In the meantime, he did get an earful about how I was feeling, and learned that my extremities are worse rather than improved after decreasing my Xeloda dose.  He said my official CT scan results would not be available for a couple days, that I should call on Monday to hear the findings.  In the meantime, he could look at the pictures on the screen.  He scrolled through them, and though I could see, I couldn't tell what was good or not good.  He turned back to us and said my liver looks good.  Then he decided to show us, so he pulled up August's CT scan to help us compare.  In August the cancer was easy to see when he pointed it out, and it was pretty much all over.  Today's scan showed very little visible cancer, I had to strain to see anything out of the ordinary, honestly.

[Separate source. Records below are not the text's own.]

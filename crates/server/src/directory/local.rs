//! Profiles kept in the local key-value store.

use comanda_core::{UserId, UserProfile, UserRole};
use tracing::instrument;

use super::DirectoryError;
use crate::storage::{SharedStore, USERS_KEY, load_json, save_json};

/// Profile list persisted under the `users` key.
///
/// Nothing is cached: every call reads the stored blob, and a malformed
/// blob reads as an empty directory.
#[derive(Clone)]
pub struct LocalUsers {
    store: SharedStore,
}

impl std::fmt::Debug for LocalUsers {
    fn fmt(&self, f: &mut std::fmt::Formatter<'_>) -> std::fmt::Result {
        f.debug_struct("LocalUsers").finish_non_exhaustive()
    }
}

impl LocalUsers {
    #[must_use]
    pub fn new(store: SharedStore) -> Self {
        Self { store }
    }

    fn load(&self) -> Result<Vec<UserProfile>, DirectoryError> {
        Ok(load_json(self.store.as_ref(), USERS_KEY)?
            .into_option()
            .unwrap_or_default())
    }

    fn save(&self, users: &[UserProfile]) -> Result<(), DirectoryError> {
        save_json(self.store.as_ref(), USERS_KEY, users)?;
        Ok(())
    }

    /// Replace the record with the same uid, or append.
    #[instrument(skip(self, profile), fields(uid = %profile.uid))]
    pub(super) fn upsert(&self, profile: UserProfile) -> Result<UserProfile, DirectoryError> {
        let mut users = self.load()?;
        match users.iter_mut().find(|u| u.uid == profile.uid) {
            Some(existing) => *existing = profile.clone(),
            None => users.push(profile.clone()),
        }
        self.save(&users)?;
        Ok(profile)
    }

    pub(super) fn get(&self, uid: &UserId) -> Result<Option<UserProfile>, DirectoryError> {
        Ok(self.load()?.into_iter().find(|u| &u.uid == uid))
    }

    pub(super) fn list(&self) -> Result<Vec<UserProfile>, DirectoryError> {
        self.load()
    }

    #[instrument(skip(self))]
    pub(super) fn update_role(&self, uid: &UserId, role: UserRole) -> Result<(), DirectoryError> {
        let mut users = self.load()?;
        let Some(user) = users.iter_mut().find(|u| &u.uid == uid) else {
            tracing::debug!("Role update for unknown user ignored");
            return Ok(());
        };
        user.role = role;
        self.save(&users)
    }
}
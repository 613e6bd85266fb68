//! Order collection backed by the local key-value store.

use std::sync::{Arc, Mutex, MutexGuard, PoisonError, Weak};

use chrono::Utc;
use comanda_core::{NewOrder, Order, OrderId, OrderStatus};
use tracing::instrument;

use super::{OrdersListener, Subscription, SyncError};
use crate::storage::{Loaded, ORDERS_KEY, SharedStore, load_json, save_json};

/// In-process order collection plus its listeners.
///
/// Every clone shares the same collection, so a mutation made through one
/// handle reaches listeners registered through any other.
#[derive(Clone)]
pub struct LocalOrders {
    inner: Arc<Inner>,
}

struct Inner {
    store: SharedStore,
    state: Mutex<State>,
}

#[derive(Default)]
struct State {
    orders: Vec<Order>,
    listeners: Vec<(u64, OrdersListener)>,
    next_listener_id: u64,
    /// Last id handed out, in Unix milliseconds.
    last_id: i64,
}

impl std::fmt::Debug for LocalOrders {
    fn fmt(&self, f: &mut std::fmt::Formatter<'_>) -> std::fmt::Result {
        let state = self.inner.lock();
        f.debug_struct("LocalOrders")
            .field("orders", &state.orders.len())
            .field("listeners", &state.listeners.len())
            .finish()
    }
}

impl Inner {
    fn lock(&self) -> MutexGuard<'_, State> {
        self.state.lock().unwrap_or_else(PoisonError::into_inner)
    }

    /// Pull the persisted collection into memory.
    ///
    /// A missing blob keeps what is in memory; a malformed one empties it.
    fn reload(&self, state: &mut State) {
        match load_json::<Vec<Order>>(self.store.as_ref(), ORDERS_KEY) {
            Ok(Loaded::Value(orders)) => state.orders = orders,
            Ok(Loaded::Corrupt) => state.orders.clear(),
            Ok(Loaded::Missing) => {}
            Err(e) => tracing::error!(error = %e, "Failed to read stored orders"),
        }
        state.last_id = state.last_id.max(max_numeric_id(&state.orders));
    }
}

fn max_numeric_id(orders: &[Order]) -> i64 {
    orders
        .iter()
        .filter_map(|o| o.id.as_str().parse::<i64>().ok())
        .max()
        .unwrap_or(0)
}

fn notify(listeners: &[OrdersListener], orders: &[Order]) {
    for listener in listeners {
        listener(orders.to_vec());
    }
}

fn listeners_of(state: &State) -> Vec<OrdersListener> {
    state.listeners.iter().map(|(_, l)| Arc::clone(l)).collect()
}

impl LocalOrders {
    /// Open the collection persisted in `store`.
    #[must_use]
    pub fn new(store: SharedStore) -> Self {
        let inner = Arc::new(Inner {
            store,
            state: Mutex::new(State::default()),
        });
        {
            let mut state = inner.lock();
            inner.reload(&mut state);
        }
        Self { inner }
    }

    /// Register a listener and call it once with the current collection.
    pub fn subscribe(&self, listener: OrdersListener) -> Subscription {
        let (id, snapshot) = {
            let mut state = self.inner.lock();
            self.inner.reload(&mut state);

            let id = state.next_listener_id;
            state.next_listener_id += 1;
            state.listeners.push((id, Arc::clone(&listener)));
            (id, state.orders.clone())
        };

        listener(snapshot);

        let weak: Weak<Inner> = Arc::downgrade(&self.inner);
        Subscription::new(move || {
            if let Some(inner) = weak.upgrade() {
                inner.lock().listeners.retain(|(lid, _)| *lid != id);
            }
        })
    }

    /// Prepend a new order, persist the collection, then notify.
    ///
    /// The id is the current Unix time in milliseconds, bumped when needed
    /// so ids from this collection are strictly increasing.
    ///
    /// # Errors
    ///
    /// Returns `SyncError::Storage` if the collection cannot be written; the
    /// in-memory collection is left unchanged in that case.
    #[instrument(skip(self, order), fields(customer = %order.customer_name))]
    pub fn add(&self, order: NewOrder) -> Result<Order, SyncError> {
        let (stored, listeners, snapshot) = {
            let mut state = self.inner.lock();

            let id = Utc::now().timestamp_millis().max(state.last_id + 1);
            let stored = order.into_order(OrderId::new(id.to_string()));

            let mut next = Vec::with_capacity(state.orders.len() + 1);
            next.push(stored.clone());
            next.extend(state.orders.iter().cloned());
            save_json(self.inner.store.as_ref(), ORDERS_KEY, &next)?;

            state.last_id = id;
            state.orders = next;
            (stored, listeners_of(&state), state.orders.clone())
        };

        tracing::info!(order_id = %stored.id, "Order stored locally");
        notify(&listeners, &snapshot);
        Ok(stored)
    }

    /// Set the status of one order, persist, then notify.
    ///
    /// Unknown ids leave the collection untouched but listeners still fire.
    ///
    /// # Errors
    ///
    /// Returns `SyncError::Storage` if the collection cannot be written.
    #[instrument(skip(self))]
    pub fn update_status(&self, id: &OrderId, status: OrderStatus) -> Result<(), SyncError> {
        let (listeners, snapshot) = {
            let mut state = self.inner.lock();

            let mut next = state.orders.clone();
            if let Some(order) = next.iter_mut().find(|o| &o.id == id) {
                order.status = status;
                save_json(self.inner.store.as_ref(), ORDERS_KEY, &next)?;
                state.orders = next;
            } else {
                tracing::debug!("Status update for unknown order ignored");
            }

            (listeners_of(&state), state.orders.clone())
        };

        notify(&listeners, &snapshot);
        Ok(())
    }

    /// Current collection after a reload from the store.
    #[must_use]
    pub fn snapshot(&self) -> Vec<Order> {
        let mut state = self.inner.lock();
        self.inner.reload(&mut state);
        state.orders.clone()
    }
}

So.  Good news and bad news:  the chemo is killing the cancer, but it's also harming me.  But it's killing the cancer!  But I still can't eat.  But ... what a difference in the pictures!  But, ouch, my stomach!  Chemo, cancer, chemo, cancer.  Score for chemo, that's for sure.  Staying on it like this, though, is not an option.  Right now, I take 7 days on and 7 days off.  This is my off week.  Now I'm getting a second off week, to hopefully improve my side effects.  When I start again, I'll decrease again, from 6 pills a day to 5.  I hope this works!  If not, Dr. Fox says he'll just decrease by one more pill and try again.

My mom and Civia hugged me and looked thrilled about the good news.  I'm oddly ambivalent, and can't figure out why.  Do I no longer trust good news?  I have to get over that, if it's true.  After all, it's 2012!  Anything can happen.